I think that's fantastic. But I got to ask you, because when I told, you know, my audience and so many of my friends that I was going to interview, people want to know, how was your experience working on Game of Thrones? Did you have fun? I did.
I did. You did two seasons, right? Yeah, two seasons.
I mean, again, for me, it was just checking in, checking out, you know, you know, but I did have fun. I did have fun.
Where did you guys shoot? In Europe, right? Yeah, Croatia, Spain, which was amazing. Pretty nice places.
Oh, yeah, beautiful. Beautiful.
There was a beautiful castle somewhere in Spain, I think Seville. Just stunning.
Just stunning. And, yeah, it was a really fun experience.

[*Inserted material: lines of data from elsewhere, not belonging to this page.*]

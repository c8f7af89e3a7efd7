//! Answer comparison strategies.
//!
//! Every checker is total: malformed input of any kind grades as incorrect.

use crate::model::Answer;

/// Fraction answers are compared as floats within this distance.
pub const FRACTION_EPSILON: f64 = 1e-4;

/// Comparison strategy selected per skill at registration time.
#[derive(Debug, Clone, Copy, PartialEq)]
pub enum AnswerChecker {
    /// Both sides parse as numbers and are exactly equal.
    ExactNumeric,
    /// Both sides parse as numbers and differ by less than the epsilon.
    Tolerance(f64),
    /// Whitespace-stripped, lowercased strings are equal.
    NormalizedText,
    /// `n/d`, integer or decimal forms that denote the same value.
    FractionEquivalent,
}

/// Hint to the presentation layer about what kind of input a checker expects.
#[derive(Debug, Clone, Copy, PartialEq, Eq)]
pub enum InputKind {
    Numeric,
    Fraction,
    Text,
}

impl AnswerChecker {
    #[must_use]
    pub fn check(&self, user_input: &str, canonical: &Answer) -> bool {
        let canonical = canonical.as_check_text();
        match *self {
            Self::ExactNumeric => check_numeric(user_input, &canonical),
            Self::Tolerance(epsilon) => check_with_tolerance(user_input, &canonical, epsilon),
            Self::NormalizedText => check_normalized(user_input, &canonical),
            Self::FractionEquivalent => check_fraction(user_input, &canonical),
        }
    }

    #[must_use]
    pub fn input_kind(&self) -> InputKind {
        match self {
            Self::ExactNumeric | Self::Tolerance(_) => InputKind::Numeric,
            Self::FractionEquivalent => InputKind::Fraction,
            Self::NormalizedText => InputKind::Text,
        }
    }
}

#[must_use]
pub fn check_numeric(user_input: &str, canonical: &str) -> bool {
    match (leading_number(user_input), leading_number(canonical)) {
        (Some(user), Some(expected)) => user == expected,
        _ => false,
    }
}

#[must_use]
pub fn check_with_tolerance(user_input: &str, canonical: &str, epsilon: f64) -> bool {
    match (leading_number(user_input), leading_number(canonical)) {
        (Some(user), Some(expected)) => (user - expected).abs() < epsilon,
        _ => false,
    }
}

#[must_use]
pub fn check_normalized(user_input: &str, canonical: &str) -> bool {
    normalize(user_input) == normalize(canonical)
}

#[must_use]
pub fn check_fraction(user_input: &str, canonical: &str) -> bool {
    let Some(expected) = canonical_fraction_value(canonical) else {
        return false;
    };
    let user = if user_input.contains('/') {
        fraction_value(user_input)
    } else {
        leading_number(user_input)
    };
    user.is_some_and(|value| (value - expected).abs() < FRACTION_EPSILON)
}

fn normalize(raw: &str) -> String {
    raw.chars()
        .filter(|c| !c.is_whitespace())
        .flat_map(char::to_lowercase)
        .collect()
}

fn canonical_fraction_value(canonical: &str) -> Option<f64> {
    if canonical.contains('/') {
        fraction_value(canonical)
    } else {
        strict_number(canonical)
    }
}

/// `n/d` with exactly two strictly numeric parts and a non-zero denominator.
fn fraction_value(raw: &str) -> Option<f64> {
    let mut parts = raw.split('/');
    let numerator = strict_number(parts.next()?)?;
    let denominator = strict_number(parts.next()?)?;
    if parts.next().is_some() || denominator == 0.0 {
        return None;
    }
    Some(numerator / denominator)
}

fn strict_number(raw: &str) -> Option<f64> {
    raw.trim()
        .parse::<f64>()
        .ok()
        .filter(|value| value.is_finite())
}

/// Parse the longest numeric prefix, so `"12.5 cm"` reads as `12.5`.
fn leading_number(raw: &str) -> Option<f64> {
    let text = raw.trim_start();
    let bytes = text.as_bytes();
    let mut end = 0;

    if matches!(bytes.first(), Some(b'+' | b'-')) {
        end += 1;
    }
    let int_start = end;
    while bytes.get(end).is_some_and(u8::is_ascii_digit) {
        end += 1;
    }
    let mut digits = end - int_start;
    if bytes.get(end) == Some(&b'.') {
        let frac_start = end + 1;
        let mut frac_end = frac_start;
        while bytes.get(frac_end).is_some_and(u8::is_ascii_digit) {
            frac_end += 1;
        }
        digits += frac_end - frac_start;
        if digits > 0 {
            end = frac_end;
        }
    }
    if digits == 0 {
        return None;
    }
    if matches!(bytes.get(end), Some(b'e' | b'E')) {
        let mut exp_end = end + 1;
        if matches!(bytes.get(exp_end), Some(b'+' | b'-')) {
            exp_end += 1;
        }
        let exp_digits_start = exp_end;
        while bytes.get(exp_end).is_some_and(u8::is_ascii_digit) {
            exp_end += 1;
        }
        if exp_end > exp_digits_start {
            end = exp_end;
        }
    }

    text[..end].parse::<f64>().ok().filter(|value| value.is_finite())
}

But, you know, it also kind of, I mean, I don't want to burst people's bubbles, but you see things as well which are like, really? Like, I remember being with a couple of actors and you know it was just weird suddenly you go into a hotel and everyone's screaming and I was like but I've walked into hotels before suddenly everyone's just screaming at you but they're screaming at you because of what they project onto you you mean fans well like yeah a day before nobody was screaming at me when I was and suddenly it got announced or something and then everyone started screaming and then I found that weird. I did.
Really? I did. Yeah, I did because I just felt like that's all about projection because I'm the same person.
Oh, of course. I mean, the series, they have like so many fans and they see that you're, you know, shooting there and everything.
They fall in love with you and they fall in love with the character, of course. Yeah.
Yeah. But fame, a lot of it is projection, I felt.
Oh, for sure. I felt a lot of it was projection.
But you never had this happen to you ever before in anything else that you worked on? I think that was another level. I think that was another level.
That was, yeah, I think because the show was such a juggernaut. Yeah.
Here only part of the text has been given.